Soye – guerre 40-45 – réquisition de cloches – 1943

« En souvenir du 4 octobre 1943 »

Telle est l’indication qui figure au verso de la photo ci-dessous reçue de Jeannine Defrêne (qui habite rue de la Basse-Sambre à Soye).
Cette photo a été prise devant la maison qui se trouve juste au pied de l’église de Soye et qui était alors occupée par la famille Havelange. Un café s’y tenait, à côté de celui de Dieudonné Gillain (le « clerc », c’est-à-dire le clerc-chantre) – cabaret qui plus tard fut tenu par Georgine, sa fille, et son mari, Joseph Herquin (« le Quin »), et enfin par Camille Mathieu (« Au vieux Soye »).
Elle est doublement intéressante. D’abord, devant la maison, on voit deux cloches. Ce sont celles de l’église de Soye, qui venaient d’être enlevées par les soldats allemands et étaient en partance pour l’Allemagne.
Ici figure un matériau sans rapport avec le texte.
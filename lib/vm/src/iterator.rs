//! The unified stack frame iterator.
//!
//! A thread's stack interleaves managed frames, which have no record and are
//! unwound from metadata, with explicit frames pushed by the runtime and
//! with native code neither of them describes. The iterator merges both
//! sources into one leaf-to-root sequence of positions:
//!
//! * from a managed frame it unwinds one frame; if the caller is managed it
//!   stays in managed mode, otherwise it stops at a native marker and
//!   resumes from the explicit frame chain;
//! * from an explicit frame it restores the frame's caller context;
//! * explicit frames that live inside a managed frame (inlined native calls)
//!   are delivered as skipped frames, before or after their containing frame
//!   depending on [`SKIPPED_FRAME_ORDERING`];
//! * exception records whose fault context has no explicit frame resync the
//!   walk at a no-frame transition.
//!
//! On top of the raw sequence, [`StackFrameIterator::advance`] applies the
//! walk flags: funclet skipping for exception dispatch, and the funclet-aware
//! filtering the GC uses to see every live frame's references exactly once.

use crate::code_registry::{CodeManager, CodeRegion};
use crate::crawl::{CrawlFrame, FrameState};
use crate::exinfo::{ExInfoWalker, ExceptionTrackers};
use crate::fatal::{FatalError, fail_fast};
use crate::flags::WalkFlags;
use crate::frames::{CleanupAction, FrameAttributes, FrameChain, FrameId, FrameKind};
use crate::gscookie::process_gs_cookie;
use crate::memory::{StackBounds, StackMemory};
use crate::unwinder::{caller_sp_of, ensure_caller_context_valid, unwind_stack_frame};
use smallvec::SmallVec;
use stackcrawl_types::{
    MethodFlags, RegisterContext, RegisterSet, StackFrame, UnwindError, WalkError,
};
use tracing::trace;

/// Where explicit frames nested inside a managed frame are delivered.
#[derive(Copy, Clone, Debug, PartialEq, Eq, Hash)]
pub enum SkippedFrameOrdering {
    /// Nested frames come first, ordered by the managed frame's caller SP.
    BeforeContainingFrame,
    /// The managed frame comes first, nested frames once it is unwound.
    AfterContainingFrame,
}

cfg_if::cfg_if! {
    if #[cfg(target_arch = "x86")] {
        /// Skipped-frame ordering of this target.
        pub const SKIPPED_FRAME_ORDERING: SkippedFrameOrdering =
            SkippedFrameOrdering::AfterContainingFrame;
    } else {
        /// Skipped-frame ordering of this target.
        pub const SKIPPED_FRAME_ORDERING: SkippedFrameOrdering =
            SkippedFrameOrdering::BeforeContainingFrame;
    }
}

/// How the iterator reaches the explicit frame chain.
pub(crate) enum FrameChainAccess<'a> {
    /// Read-only walk.
    Shared(&'a FrameChain),
    /// Walk that unlinks every frame it leaves.
    Popping(&'a mut FrameChain),
}

impl FrameChainAccess<'_> {
    fn chain(&self) -> &FrameChain {
        match self {
            Self::Shared(chain) => &**chain,
            Self::Popping(chain) => &**chain,
        }
    }
}

/// Everything an iterator is started with.
pub(crate) struct WalkSetup<'a> {
    pub(crate) code: &'a dyn CodeManager,
    pub(crate) memory: &'a dyn StackMemory,
    pub(crate) chain: FrameChainAccess<'a>,
    pub(crate) exceptions: &'a ExceptionTrackers,
    pub(crate) bounds: StackBounds,
    pub(crate) flags: WalkFlags,
    pub(crate) ordering: SkippedFrameOrdering,
    pub(crate) start_frame: Option<FrameId>,
}

/// Iterates the positions of one thread's stack, leaf to root.
pub struct StackFrameIterator<'a> {
    code: &'a dyn CodeManager,
    memory: &'a dyn StackMemory,
    chain: FrameChainAccess<'a>,
    exceptions: &'a ExceptionTrackers,
    bounds: StackBounds,
    flags: WalkFlags,
    ordering: SkippedFrameOrdering,
    start_frame: Option<FrameId>,

    crawl: CrawlFrame,
    /// Region of the managed frame that contains pending skipped frames.
    cached_code: Option<CodeRegion>,
    ex_info: ExInfoWalker,
    /// Caller SP of the managed frame a resumable frame resumes into.
    resumable_frame_target_sp: Option<u64>,
    pending_cleanups: SmallVec<[CleanupAction; 2]>,
    frames_processed: u32,

    // funclet tracking
    sf_parent: StackFrame,
    sf_funclet_parent: StackFrame,
    sf_intermediary_funclet_parent: StackFrame,
    process_non_filter_funclet: bool,
    process_intermediary_non_filter_funclet: bool,
    did_funclet_report_gc_refs: bool,
}
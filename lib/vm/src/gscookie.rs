//! The process-wide stack guard cookie.
//!
//! The JIT places a copy of this value in the frame of every method that
//! has stack buffers. The walker re-reads those copies whenever control has
//! left its hands; a changed copy means the stack was overwritten.

use once_cell::sync::Lazy;

static PROCESS_GS_COOKIE: Lazy<u64> = Lazy::new(generate_cookie);

fn generate_cookie() -> u64 {
    let mut bytes = [0u8; 8];
    let cookie = match getrandom::getrandom(&mut bytes) {
        Ok(()) => u64::from_ne_bytes(bytes),
        Err(error) => {
            tracing::warn!(%error, "no OS randomness for the stack guard cookie");
            fallback_entropy()
        }
    };
    // zero is what an untouched stack slot holds
    if cookie == 0 { 0x2b99_2ddf_a232_49d6 } else { cookie }
}

fn fallback_entropy() -> u64 {
    let nanos = std::time::SystemTime::now()
        .duration_since(std::time::UNIX_EPOCH)
        .map(|d| d.as_nanos() as u64)
        .unwrap_or_default();
    nanos ^ u64::from(std::process::id()).rotate_left(32)
}

/// The cookie value every guarded frame must hold.
pub fn process_gs_cookie() -> u64 {
    *PROCESS_GS_COOKIE
}

#[cfg(test)]
mod tests {
    use super::*;

    #[test]
    fn cookie_is_stable_and_non_zero() {
        let cookie = process_gs_cookie();
        assert_ne!(cookie, 0);
        assert_eq!(cookie, process_gs_cookie());
    }
}
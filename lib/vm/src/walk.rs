//! The stack walk driver.
//!
//! # Example
//! ```ignore
//! use std::ops::ControlFlow;
//! use stackcrawl_vm::{CodeRegistry, StackWalk, WalkFlags};
//!
//! let outcome = StackWalk::new(CodeRegistry::global(), &memory)
//!     .flags(WalkFlags::FUNCTIONS_ONLY)
//!     .walk(&thread, |frame| {
//!         println!("{:?}", frame.method());
//!         ControlFlow::Continue(())
//!     })?;
//! ```

use crate::code_registry::CodeManager;
use crate::crawl::CrawlFrame;
use crate::exinfo::ExceptionTrackers;
use crate::flags::WalkFlags;
use crate::frames::{CleanupAction, FrameId};
use crate::iterator::{
    FrameChainAccess, SKIPPED_FRAME_ORDERING, SkippedFrameOrdering, StackFrameIterator,
    WalkSetup,
};
use crate::memory::StackMemory;
use crate::thread::{GcMode, ManagedThread, set_stack_walker_thread};
use stackcrawl_types::{RegisterContext, WalkError};
use std::ops::ControlFlow;
use tracing::trace;

/// How a walk ended.
#[derive(Copy, Clone, Debug, PartialEq, Eq, Hash)]
pub enum WalkOutcome {
    /// Every position was visited.
    Completed,
    /// The callback stopped the walk.
    Aborted,
}

/// A configured stack walk.
#[derive(Clone)]
pub struct StackWalk<'a> {
    code: &'a dyn CodeManager,
    memory: &'a dyn StackMemory,
    flags: WalkFlags,
    context: Option<RegisterContext>,
    start_frame: Option<FrameId>,
    ordering: SkippedFrameOrdering,
}

impl<'a> StackWalk<'a> {
    /// A walk resolving code through `code` and reading the stack through `memory`.
    pub fn new(code: &'a dyn CodeManager, memory: &'a dyn StackMemory) -> Self {
        Self {
            code,
            memory,
            flags: WalkFlags::empty(),
            context: None,
            start_frame: None,
            ordering: SKIPPED_FRAME_ORDERING,
        }
    }

    /// Sets the walk flags.
    pub fn flags(mut self, flags: WalkFlags) -> Self {
        self.flags = flags;
        self
    }

    /// Seeds the walk from a captured context instead of the thread's state.
    pub fn with_context(mut self, context: RegisterContext) -> Self {
        self.context = Some(context);
        self
    }

    /// Starts the explicit frame chain at `frame` instead of its head.
    pub fn start_frame(mut self, frame: FrameId) -> Self {
        self.start_frame = Some(frame);
        self
    }

    /// Overrides the target's skipped-frame ordering.
    pub fn skipped_frame_ordering(mut self, ordering: SkippedFrameOrdering) -> Self {
        self.ordering = ordering;
        self
    }

    /// Walks `thread` read-only, calling `callback` at every position the
    /// flags accept until it breaks.
    pub fn walk<F>(&self, thread: &ManagedThread, callback: F) -> Result<WalkOutcome, WalkError>
    where
        F: FnMut(&CrawlFrame) -> ControlFlow<()>,
    {
        if self.flags.contains(WalkFlags::POP_FRAMES) {
            return Err(WalkError::InvalidFlags("popping walks need exclusive access to the thread"));
        }
        self.check_thread(thread)?;
        let seed = self.seed(thread)?;
        let setup = self.setup(
            thread,
            FrameChainAccess::Shared(thread.frames()),
            thread.exceptions(),
        );
        drive(setup, seed, &mut |_: &CleanupAction| {}, callback)
    }

    /// Walks the calling thread's own stack, unlinking every explicit frame
    /// it passes and handing their cleanup actions to `cleanup`.
    ///
    /// Used by exception dispatch once a handler is found. The thread must be
    /// in cooperative mode.
    pub fn walk_popping<C, F>(
        &self,
        thread: &mut ManagedThread,
        mut cleanup: C,
        callback: F,
    ) -> Result<WalkOutcome, WalkError>
    where
        C: FnMut(&CleanupAction),
        F: FnMut(&CrawlFrame) -> ControlFlow<()>,
    {
        if !thread.is_current() {
            return Err(WalkError::InvalidFlags("only the owning thread can pop its frames"));
        }
        if thread.gc_mode() != GcMode::Cooperative {
            return Err(WalkError::InvalidFlags("popping frames needs cooperative GC mode"));
        }
        let mut walk = self.clone();
        walk.flags |= WalkFlags::POP_FRAMES;
        walk.check_thread(thread)?;
        let seed = walk.seed(thread)?;
        let bounds = thread.bounds();
        let (frames, exceptions) = thread.popping_parts();
        let setup = WalkSetup {
            code: walk.code,
            memory: walk.memory,
            chain: FrameChainAccess::Popping(frames),
            exceptions,
            bounds,
            flags: walk.flags,
            ordering: walk.ordering,
            start_frame: None,
        };
        drive(setup, seed, &mut cleanup, callback)
    }

    /// Positions an iterator on the first position of `thread`, for callers
    /// that step through the stack themselves.
    pub fn iter<'t>(&self, thread: &'t ManagedThread) -> Result<StackFrameIterator<'t>, WalkError>
    where
        'a: 't,
    {
        if self.flags.contains(WalkFlags::POP_FRAMES) {
            return Err(WalkError::InvalidFlags("popping walks need exclusive access to the thread"));
        }
        self.check_thread(thread)?;
        let seed = self.seed(thread)?;
        let setup = self.setup(
            thread,
            FrameChainAccess::Shared(thread.frames()),
            thread.exceptions(),
        );
        StackFrameIterator::init(setup, seed)
    }

    fn setup<'t>(
        &self,
        thread: &ManagedThread,
        chain: FrameChainAccess<'t>,
        exceptions: &'t ExceptionTrackers,
    ) -> WalkSetup<'t>
    where
        'a: 't,
    {
        WalkSetup {
            code: self.code,
            memory: self.memory,
            chain,
            exceptions,
            bounds: thread.bounds(),
            flags: self.flags,
            ordering: self.ordering,
            start_frame: self.start_frame,
        }
    }

    fn check_thread(&self, thread: &ManagedThread) -> Result<(), WalkError> {
        if self.flags.contains(WalkFlags::THREAD_IS_SUSPENDED)
            && !self.flags.contains(WalkFlags::ALLOW_ASYNC_STACK_WALK)
        {
            return Err(WalkError::InvalidFlags(
                "walking a suspended thread needs ALLOW_ASYNC_STACK_WALK",
            ));
        }
        if !thread.is_current()
            && !self
                .flags
                .intersects(WalkFlags::ALLOW_ASYNC_STACK_WALK | WalkFlags::SPECULATIVE)
        {
            return Err(WalkError::InvalidFlags(
                "walking another thread needs ALLOW_ASYNC_STACK_WALK or SPECULATIVE",
            ));
        }
        Ok(())
    }

    /// Picks the context the walk starts from.
    fn seed(&self, thread: &ManagedThread) -> Result<RegisterContext, WalkError> {
        if let Some(context) = self.context {
            return Ok(context);
        }
        if let Some(context) = thread.profiler_filter_context() {
            if !self.flags.contains(WalkFlags::SPECULATIVE) {
                return Err(WalkError::InvalidFlags(
                    "a profiler context can only seed a speculative walk",
                ));
            }
            return Ok(context);
        }
        if let Some(context) = thread.filter_context() {
            return Ok(context);
        }
        // a partial context: the walk starts from the explicit frame chain
        Ok(RegisterContext::default())
    }
}

fn drive<C, F>(
    setup: WalkSetup<'_>,
    seed: RegisterContext,
    cleanup: &mut C,
    mut callback: F,
) -> Result<WalkOutcome, WalkError>
where
    C: FnMut(&CleanupAction) + ?Sized,
    F: FnMut(&CrawlFrame) -> ControlFlow<()>,
{
    let was_walker = set_stack_walker_thread(true);
    let _walker = scopeguard::guard((), move |()| {
        set_stack_walker_thread(was_walker);
    });

    let mut iter = StackFrameIterator::init(setup, seed)?;
    let mut visited = 0u32;
    loop {
        for action in iter.take_cleanups() {
            outside_walk(|| cleanup(&action));
        }
        if !iter.is_valid() {
            trace!(visited, "stack walk completed");
            return Ok(WalkOutcome::Completed);
        }

        iter.check_gs_cookies()?;
        visited += 1;
        trace!(
            tag = "CALLBACK",
            visited,
            state = ?iter.state(),
            method = ?iter.frame().method(),
            "stack walk"
        );
        let flow = outside_walk(|| callback(iter.frame()));
        // the callback may have run arbitrary code on the walked stack
        iter.check_gs_cookies()?;

        if flow.is_break() {
            trace!(visited, "stack walk aborted by callback");
            return Ok(WalkOutcome::Aborted);
        }
        iter.advance()?;
    }
}

/// Runs `f` with the stack walker marker cleared.
fn outside_walk<R>(f: impl FnOnce() -> R) -> R {
    let was_walker = set_stack_walker_thread(false);
    let _restore = scopeguard::guard((), move |()| {
        set_stack_walker_thread(was_walker);
    });
    f()
}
Eh ! oui, nous sommes en 1943, il fallait récupérer le bronze pour en faire des canons…
Cette photo a donc un intérêt historique. Mais pas seulement. Madame Joséphine Gillain (épouse d’Albert Dahin), institutrice du degré inférieur mixte au village, a voulu marquer l’événement en s’y faisant prendre en photo avec sa classe. Quelle belle initiative !
Elle nous permet de revoir des figures de notre village, la « petite » histoire rejoint ainsi la « grande » histoire.

Debout, de gauche à droite :
Gérard Massart (né en 1937) – Jacques Bouchat (né en 1933) – x Vandevorst – Roger Méan ( ?) – Jeannine Defrêne (née en 1936) – x – José Lenoir – Huguette Bierlaire – Elie Hanot – Fernand Mehaignoul (né en 1936) – François Legrain (né en 1936, petit col blanc) – x – x – x – Nelly Defrène – Lucie Lessire (fille d’Alphonse, habitait au Rissart) – Roger Noël (frère de Raymond, sa tête est juste au coin de la fenêtre) – x – Marcel Luc ( ?) – x Vandevorst.
Accroupis ou à genoux ou assis, de gauche à droite :
Marie-Rose Chantraine – un jumeau Bierlaire (Christian ou Walter) – Nelly Gilet – Anna Lemy (à genoux) – Auguste Vandevorst – Jenny Pendville (née en 1937) – Marie Gilet – x au-dessus de la cloche – x (une fille au-dessus d’un jumeau Bierlaire assis).
N.B. : C’est Jeannine Defrêne qui a reconnu les personnes sur la photo. Normal : la photo lui appartient et elle s’y trouve bien présente, elle faisait partie de la classe de Madame Joséphine Gillain.
Nous avons aussi eu recours aux services de Jenny Pendville (elle aussi est sur la photo) et de Nelly Denet.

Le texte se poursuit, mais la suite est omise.